Now, we are sure that only men could have made and used such things, for birds and fish or other animals do not use hatchets or spears. We are also sure that these men must have lived long, long years ago before iron and steel were known, because it must have taken long, long years for these things to have become covered up so deep by dust and dirt. We have also found the bones of the people themselves, who must have died thousands upon thousands of years ago, long before any one began to write down history. So we know that the people who were living on the earth then were working and playing, eating and fighting—doing many of the same things we are to-day—especially the fighting.

This time in the pre-history of the world, when people used such things made of stone, is therefore called The Stone Age.

These First Stone Age People we call Primitive, which simply means First as a Primer means First Reader. Primitive People were wild animals. Unlike other wild animals, however, they walked on their hind legs.

These First People had hair growing, not just on their heads, but all over their bodies, like some shaggy dogs. They had no houses of any sort in which to live. They simply lay down on the ground when night came. Later, when the earth became cold, they found caves in the rocks or in the hillsides where they could get away from the cold and storms and other wild animals. So men, women, and children of this time were called Cave People.

They spent their days hunting some animals and running and hiding from others.

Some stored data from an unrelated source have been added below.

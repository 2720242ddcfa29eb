//! Upload state machine against the sea-orm store and a temp directory

use std::sync::Arc;

use async_trait::async_trait;
use folio::auth::{Actor, Operation, PermissionAccessPolicy, CREATE_FILES};
use folio::content::{FieldMap, FileEntity, FileStatus};
use folio::database::test_utils::setup_test_db;
use folio::errors::CoreResult;
use folio::files::{
    ExtensionMimeTypeGuesser, FileSystem, LocalFileSystem, TransferStatus, TransientHandle,
    UploadRequest,
};
use folio::mutations::FileUploadResolver;
use folio::outcome::Violation;
use folio::store::{EntityStore, SaveStatus, SeaOrmEntityStore};
use folio::FolioConfig;
use serde_json::json;
use tempfile::TempDir;

struct Harness {
    _root: TempDir,
    config: FolioConfig,
    store: Arc<SeaOrmEntityStore>,
    file_system: Arc<LocalFileSystem>,
    resolver: FileUploadResolver,
}

async fn harness(max_upload_size: u64) -> Harness {
    let root = TempDir::new().unwrap();
    let config = FolioConfig {
        public_dir: root.path().join("public"),
        upload_tmp_dir: root.path().join("tmp"),
        max_upload_size,
        ..FolioConfig::default()
    };
    let store = Arc::new(SeaOrmEntityStore::new(
        setup_test_db().await,
        Arc::new(PermissionAccessPolicy),
    ));
    let file_system = Arc::new(LocalFileSystem::new(&config));
    let resolver = FileUploadResolver::new(
        store.clone(),
        file_system.clone(),
        Arc::new(ExtensionMimeTypeGuesser),
        config.max_upload_size,
        config.max_filename_length,
    );

    Harness {
        _root: root,
        config,
        store,
        file_system,
        resolver,
    }
}

fn uploader() -> Actor {
    Actor::user(9).with_permissions(["access content", CREATE_FILES])
}

/// Files still waiting in the staging directory.
fn staged_files(h: &Harness) -> usize {
    std::fs::read_dir(&h.config.upload_tmp_dir)
        .map(|entries| entries.count())
        .unwrap_or(0)
}

fn public_path(h: &Harness, uri: &str) -> std::path::PathBuf {
    h.config
        .public_dir
        .join(uri.strip_prefix("public://").unwrap())
}

#[tokio::test]
async fn successful_upload_round_trips() {
    let h = harness(1024).await;
    let request = h
        .file_system
        .receive_upload("notes.txt", &b"hello world"[..])
        .await
        .unwrap();

    let outcome = h.resolver.upload(&uploader(), request).await.unwrap();

    assert!(outcome.errors.is_empty(), "{:?}", outcome.errors);
    assert!(outcome.violations.is_empty());
    let file = outcome.entity.unwrap();
    assert_eq!(file.filename, "notes.txt");
    assert_eq!(file.uri, "public://notes.txt");
    assert_eq!(file.mime_type, "text/plain");
    assert_eq!(file.size_bytes, 11);
    assert_eq!(file.owner_id, Some(9));
    assert_eq!(file.status, FileStatus::Temporary);

    let stored = EntityStore::<FileEntity>::load(h.store.as_ref(), file.id.unwrap())
        .await
        .unwrap()
        .unwrap();
    assert_eq!(stored.filename, file.filename);
    assert_eq!(stored.uri, file.uri);
    assert_eq!(stored.size_bytes, file.size_bytes);
    assert_eq!(stored.mime_type, file.mime_type);

    let on_disk = h.config.public_dir.join("notes.txt");
    assert_eq!(std::fs::read(on_disk).unwrap(), b"hello world");
}

#[tokio::test]
async fn colliding_names_are_renamed() {
    let h = harness(1024).await;
    let actor = uploader();

    for expected in ["public://a.txt", "public://a_0.txt", "public://a_1.txt"] {
        let request = h.file_system.receive_upload("a.txt", &b"x"[..]).await.unwrap();
        let file = h.resolver.upload(&actor, request).await.unwrap().entity.unwrap();
        assert_eq!(file.uri, expected);
        assert_eq!(file.filename, "a.txt");
    }
}

#[tokio::test]
async fn oversized_upload_names_file_and_limit() {
    let h = harness(2 * 1024 * 1024).await;
    let request = UploadRequest::new(
        "huge.iso",
        10 * 1024 * 1024,
        TransferStatus::SizeExceeded,
        TransientHandle::new("/nonexistent"),
    );

    let outcome = h.resolver.upload(&uploader(), request).await.unwrap();

    assert!(outcome.entity.is_none());
    assert_eq!(
        outcome.errors,
        vec!["The file huge.iso could not be saved because it exceeds 2 MB, the maximum allowed size for uploads."]
    );
}

#[tokio::test]
async fn transport_failures_map_to_messages() {
    let h = harness(1024).await;
    let cases = [
        (TransferStatus::FormSizeExceeded, "exceeds 1 KB"),
        (TransferStatus::Partial, "the upload did not complete"),
        (TransferStatus::NoFile, "the upload did not complete"),
        (TransferStatus::Unknown(7), "An unknown error has occurred"),
    ];

    for (status, expected) in cases {
        let request = UploadRequest::new("f.txt", 1, status, TransientHandle::new("/tmp/f.txt"));
        let outcome = h.resolver.upload(&uploader(), request).await.unwrap();
        assert!(outcome.entity.is_none());
        assert_eq!(outcome.errors.len(), 1);
        assert!(
            outcome.errors[0].contains(expected),
            "{:?} produced {}",
            status,
            outcome.errors[0]
        );
    }
}

#[tokio::test]
async fn forged_temporary_location_is_unknown_error() {
    let h = harness(1024).await;
    let forged = h.config.upload_tmp_dir.join("forged");
    std::fs::create_dir_all(&h.config.upload_tmp_dir).unwrap();
    std::fs::write(&forged, b"sneaky").unwrap();

    let request = UploadRequest::new("sneaky.txt", 6, TransferStatus::Ok, TransientHandle::new(forged.clone()));
    let outcome = h.resolver.upload(&uploader(), request).await.unwrap();

    assert_eq!(
        outcome.errors,
        vec!["The file sneaky.txt could not be saved. An unknown error has occurred."]
    );
    // Not ours to remove
    assert!(forged.exists());
}

#[tokio::test]
async fn access_is_checked_before_validation() {
    let h = harness(1024).await;
    // The name is too long, but the caller may not create files at all
    let long_name = format!("{}.txt", "n".repeat(300));
    let request = h
        .file_system
        .receive_upload(&long_name, &b"data"[..])
        .await
        .unwrap();
    let staged = request.temporary_location.clone();

    let outcome = h
        .resolver
        .upload(&Actor::user(3).with_permission("access content"), request)
        .await
        .unwrap();

    assert_eq!(
        outcome.errors,
        vec!["You do not have the necessary permissions to create entities of this type."]
    );
    assert!(!h.file_system.is_uploaded_file(&staged));
    assert!(!staged.path().exists());
    assert_eq!(staged_files(&h), 0);
}

#[tokio::test]
async fn long_filenames_are_reported_as_errors() {
    let h = harness(1024).await;
    let long_name = format!("{}.txt", "n".repeat(240));
    let request = h
        .file_system
        .receive_upload(&long_name, &b"data"[..])
        .await
        .unwrap();

    let outcome = h.resolver.upload(&uploader(), request).await.unwrap();

    assert!(outcome.entity.is_none());
    assert!(outcome.violations.is_empty());
    assert_eq!(
        outcome.errors,
        vec![format!("The specified file {} could not be uploaded.", long_name)]
    );
    assert_eq!(staged_files(&h), 0);
}

#[tokio::test]
async fn uri_taken_in_storage_is_a_violation() {
    let h = harness(1024).await;
    let mut fields = FieldMap::new();
    fields.insert("uid".to_string(), json!(9));
    fields.insert("filename".to_string(), json!("dup.txt"));
    fields.insert("uri".to_string(), json!("public://dup.txt"));
    fields.insert("filesize".to_string(), json!(1));
    fields.insert("filemime".to_string(), json!("text/plain"));
    let mut existing =
        EntityStore::<FileEntity>::create(h.store.as_ref(), "file", fields, &uploader()).unwrap();
    EntityStore::<FileEntity>::save(h.store.as_ref(), &mut existing)
        .await
        .unwrap();

    // The row exists but nothing is on disk, so the destination is not renamed
    let request = h.file_system.receive_upload("dup.txt", &b"data"[..]).await.unwrap();
    let outcome = h.resolver.upload(&uploader(), request).await.unwrap();

    assert!(outcome.entity.is_none());
    assert!(outcome.errors.is_empty());
    assert_eq!(outcome.violations.len(), 1);
    assert_eq!(outcome.violations[0].path, "uri");
    assert_eq!(outcome.violations[0].code.as_deref(), Some("NOT_UNIQUE"));
    assert_eq!(staged_files(&h), 0);
    assert!(!public_path(&h, "public://dup.txt").exists());
}

#[tokio::test]
async fn failed_move_is_reported() {
    let h = harness(1024).await;
    // A regular file where the public directory should be
    std::fs::write(&h.config.public_dir, b"not a directory").unwrap();
    let request = h.file_system.receive_upload("a.txt", &b"x"[..]).await.unwrap();

    let outcome = h.resolver.upload(&uploader(), request).await.unwrap();

    assert!(outcome.entity.is_none());
    assert_eq!(outcome.errors, vec!["Could not move uploaded file a.txt."]);
    assert_eq!(staged_files(&h), 0);
}

#[tokio::test]
async fn concurrent_uploads_with_one_name_keep_both_files() {
    let h = harness(1024).await;
    let actor = uploader();
    let first = h.file_system.receive_upload("same.txt", &b"first"[..]).await.unwrap();
    let second = h.file_system.receive_upload("same.txt", &b"second"[..]).await.unwrap();

    let (a, b) = tokio::join!(
        h.resolver.upload(&actor, first),
        h.resolver.upload(&actor, second)
    );

    let a = a.unwrap().entity.expect("first upload stored");
    let b = b.unwrap().entity.expect("second upload stored");
    let mut uris = vec![a.uri.clone(), b.uri.clone()];
    uris.sort();
    assert_eq!(uris, vec!["public://same.txt", "public://same_0.txt"]);
    assert_eq!(std::fs::read(public_path(&h, &a.uri)).unwrap(), b"first");
    assert_eq!(std::fs::read(public_path(&h, &b.uri)).unwrap(), b"second");
}

/// Delegates to the real store but reports every save as unchanged.
struct NeverCreatedStore(Arc<SeaOrmEntityStore>);

#[async_trait]
impl EntityStore<FileEntity> for NeverCreatedStore {
    async fn load(&self, id: i32) -> CoreResult<Option<FileEntity>> {
        EntityStore::<FileEntity>::load(self.0.as_ref(), id).await
    }

    fn create(&self, bundle: &str, fields: FieldMap, actor: &Actor) -> CoreResult<FileEntity> {
        EntityStore::<FileEntity>::create(self.0.as_ref(), bundle, fields, actor)
    }

    async fn save(&self, _file: &mut FileEntity) -> CoreResult<SaveStatus> {
        Ok(SaveStatus::Unchanged)
    }

    async fn delete(&self, file: &FileEntity) -> CoreResult<()> {
        EntityStore::<FileEntity>::delete(self.0.as_ref(), file).await
    }

    fn check_access(&self, file: &FileEntity, operation: Operation, actor: &Actor) -> bool {
        self.0.check_access(file, operation, actor)
    }

    async fn validate(&self, file: &FileEntity) -> CoreResult<Vec<Violation>> {
        self.0.validate(file).await
    }
}

#[tokio::test]
async fn save_that_creates_nothing_is_an_error() {
    let h = harness(1024).await;
    let resolver = FileUploadResolver::new(
        Arc::new(NeverCreatedStore(h.store.clone())),
        h.file_system.clone(),
        Arc::new(ExtensionMimeTypeGuesser),
        h.config.max_upload_size,
        h.config.max_filename_length,
    );
    let request = h.file_system.receive_upload("a.txt", &b"x"[..]).await.unwrap();

    let outcome = resolver.upload(&uploader(), request).await.unwrap();

    assert!(outcome.entity.is_none());
    assert_eq!(outcome.errors, vec!["The file a.txt could not be saved."]);
}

They caught animals by trapping them in a pit covered over with bushes, or they killed them with a club or a rock if they had a chance, or with stone-headed arrows or hatchets. They even drew pictures of these animals on the walls of their caves, scratching the picture with a pointed stone, and some of these pictures we can still see to-day.

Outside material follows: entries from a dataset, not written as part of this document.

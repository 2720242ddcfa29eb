use anyhow::Result;
use clap::Parser;
use folio::FolioConfig;
use folio_server::server;
use tracing::info;
use tracing::Level;
use tracing_subscriber::EnvFilter;

#[derive(Parser)]
#[clap(author, version, about)]
struct ServerArgs {
    #[clap(short, long)]
    log_level: Option<String>,
    #[clap(short, long, default_value = "3000")]
    port: u16,
    /// Database file path; falls back to FOLIO_DATABASE_URL
    #[clap(short, long)]
    database: Option<String>,
    #[clap(long)]
    public_dir: Option<String>,
    #[clap(long)]
    upload_tmp_dir: Option<String>,
    /// Upload size limit in bytes
    #[clap(long)]
    max_upload_size: Option<u64>,
    #[clap(long)]
    cors_origin: Option<String>,
}

impl ServerArgs {
    fn config(&self) -> FolioConfig {
        let mut config = FolioConfig::from_env();
        if let Some(database) = &self.database {
            config.database_url = database.clone();
        }
        if let Some(public_dir) = &self.public_dir {
            config.public_dir = public_dir.into();
        }
        if let Some(upload_tmp_dir) = &self.upload_tmp_dir {
            config.upload_tmp_dir = upload_tmp_dir.into();
        }
        if let Some(max_upload_size) = self.max_upload_size {
            config.max_upload_size = max_upload_size;
        }
        config
    }
}

#[tokio::main]
async fn main() -> Result<()> {
    let args = ServerArgs::parse();
    setup_logging(&args.log_level);

    let config = args.config();
    info!("Starting server on port {}", args.port);
    server::start_server(args.port, config, args.cors_origin.as_deref()).await?;

    Ok(())
}

fn setup_logging(log_level: &Option<String>) {
    let log_level = match log_level
        .as_ref()
        .unwrap_or(&"info".to_string())
        .to_lowercase()
        .as_str()
    {
        "trace" => Level::TRACE,
        "debug" => Level::DEBUG,
        "info" => Level::INFO,
        "warn" => Level::WARN,
        "error" => Level::ERROR,
        _ => Level::INFO,
    };

    tracing_subscriber::fmt()
        .with_env_filter(EnvFilter::new(format!("sqlx=warn,{}", log_level)))
        .without_time()
        .init();
}
use async_graphql::*;
use tracing::debug;

use crate::graphql::context::GraphQLContext;
use crate::graphql::errors::{core_error_to_graphql_error, StructuredError};
use crate::graphql::types::EntityCrudOutput;

#[derive(Default)]
pub struct FileUploadMutation;

#[Object]
impl FileUploadMutation {
    /// Store a multipart upload as a temporary file entity
    async fn file_upload(&self, ctx: &Context<'_>, file: Upload) -> Result<EntityCrudOutput> {
        let context = ctx.data::<GraphQLContext>()?;
        let actor = context.actor_for_request(ctx);

        let value = file
            .value(ctx)
            .map_err(|e| StructuredError::bad_request(format!("Invalid upload: {}", e)))?;
        debug!(
            "Receiving upload {} ({:?})",
            value.filename, value.content_type
        );

        let reader = tokio::fs::File::from_std(value.content);
        let request = context
            .file_system
            .receive_upload(&value.filename, reader)
            .await
            .map_err(|e| StructuredError::internal(format!("Failed to stage upload: {}", e)))?;

        let outcome = context
            .uploads
            .upload(&actor, request)
            .await
            .map_err(core_error_to_graphql_error)?;

        Ok(EntityCrudOutput::from(outcome))
    }
}
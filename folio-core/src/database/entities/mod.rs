pub mod files;
pub mod nodes;
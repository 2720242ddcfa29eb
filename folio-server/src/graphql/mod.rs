pub mod context;
pub mod errors;
pub mod mutations;
pub mod queries;
pub mod types;

use async_graphql::{EmptySubscription, Schema};

pub use context::GraphQLContext;

pub type FolioSchema = Schema<queries::Query, mutations::Mutation, EmptySubscription>;

pub fn build_schema(context: GraphQLContext) -> FolioSchema {
    Schema::build(
        queries::Query,
        mutations::Mutation::default(),
        EmptySubscription,
    )
    .data(context)
    .finish()
}
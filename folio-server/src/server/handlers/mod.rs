pub mod health;
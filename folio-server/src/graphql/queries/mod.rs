use async_graphql::*;
use tracing::debug;

use folio::auth::Operation;
use folio::content::{FileEntity, Node};
use folio::store::{parse_id, EntityStore};

use crate::graphql::context::GraphQLContext;
use crate::graphql::errors::core_error_to_graphql_error;
use crate::graphql::types::{FileObject, NodeArticle};

pub struct Query;

#[Object]
impl Query {
    /// Get an article by ID
    async fn article(&self, ctx: &Context<'_>, id: String) -> Result<Option<NodeArticle>> {
        let context = ctx.data::<GraphQLContext>()?;
        let actor = context.actor_for_request(ctx);
        let Some(id) = parse_id(&id) else {
            return Ok(None);
        };

        let node = EntityStore::<Node>::load(context.store.as_ref(), id)
            .await
            .map_err(core_error_to_graphql_error)?;

        Ok(node
            .filter(|node| node.bundle == context.articles.bundle())
            .filter(|node| {
                let allowed = context.store.check_access(node, Operation::View, &actor);
                if !allowed {
                    debug!("View of node {} hidden from user {:?}", id, actor.user_id);
                }
                allowed
            })
            .map(NodeArticle::from))
    }

    /// Get a file by ID
    async fn file(&self, ctx: &Context<'_>, id: String) -> Result<Option<FileObject>> {
        let context = ctx.data::<GraphQLContext>()?;
        let actor = context.actor_for_request(ctx);
        let Some(id) = parse_id(&id) else {
            return Ok(None);
        };

        let file = EntityStore::<FileEntity>::load(context.store.as_ref(), id)
            .await
            .map_err(core_error_to_graphql_error)?;

        Ok(file
            .filter(|file| context.store.check_access(file, Operation::View, &actor))
            .map(FileObject::from))
    }
}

They lived on berries and nuts and grass-seeds. They robbed the nests of birds for the eggs, which they ate raw, for they had no fire to cook with. They were blood-thirsty; they liked to drink the warm blood of animals they killed, as you would a glass of milk.

They talked to each other by some sort of grunts—

“Umfa, umfa, glug, glug.”

They made clothes of skins of animals they killed, for there was no such thing as cloth. And yet, although they were real men, they lived so much like wild animals that we call such people savages.

Primitive Men were not pleasant people. They were fearful and cruel creatures, who beat and killed and robbed whenever they had a chance.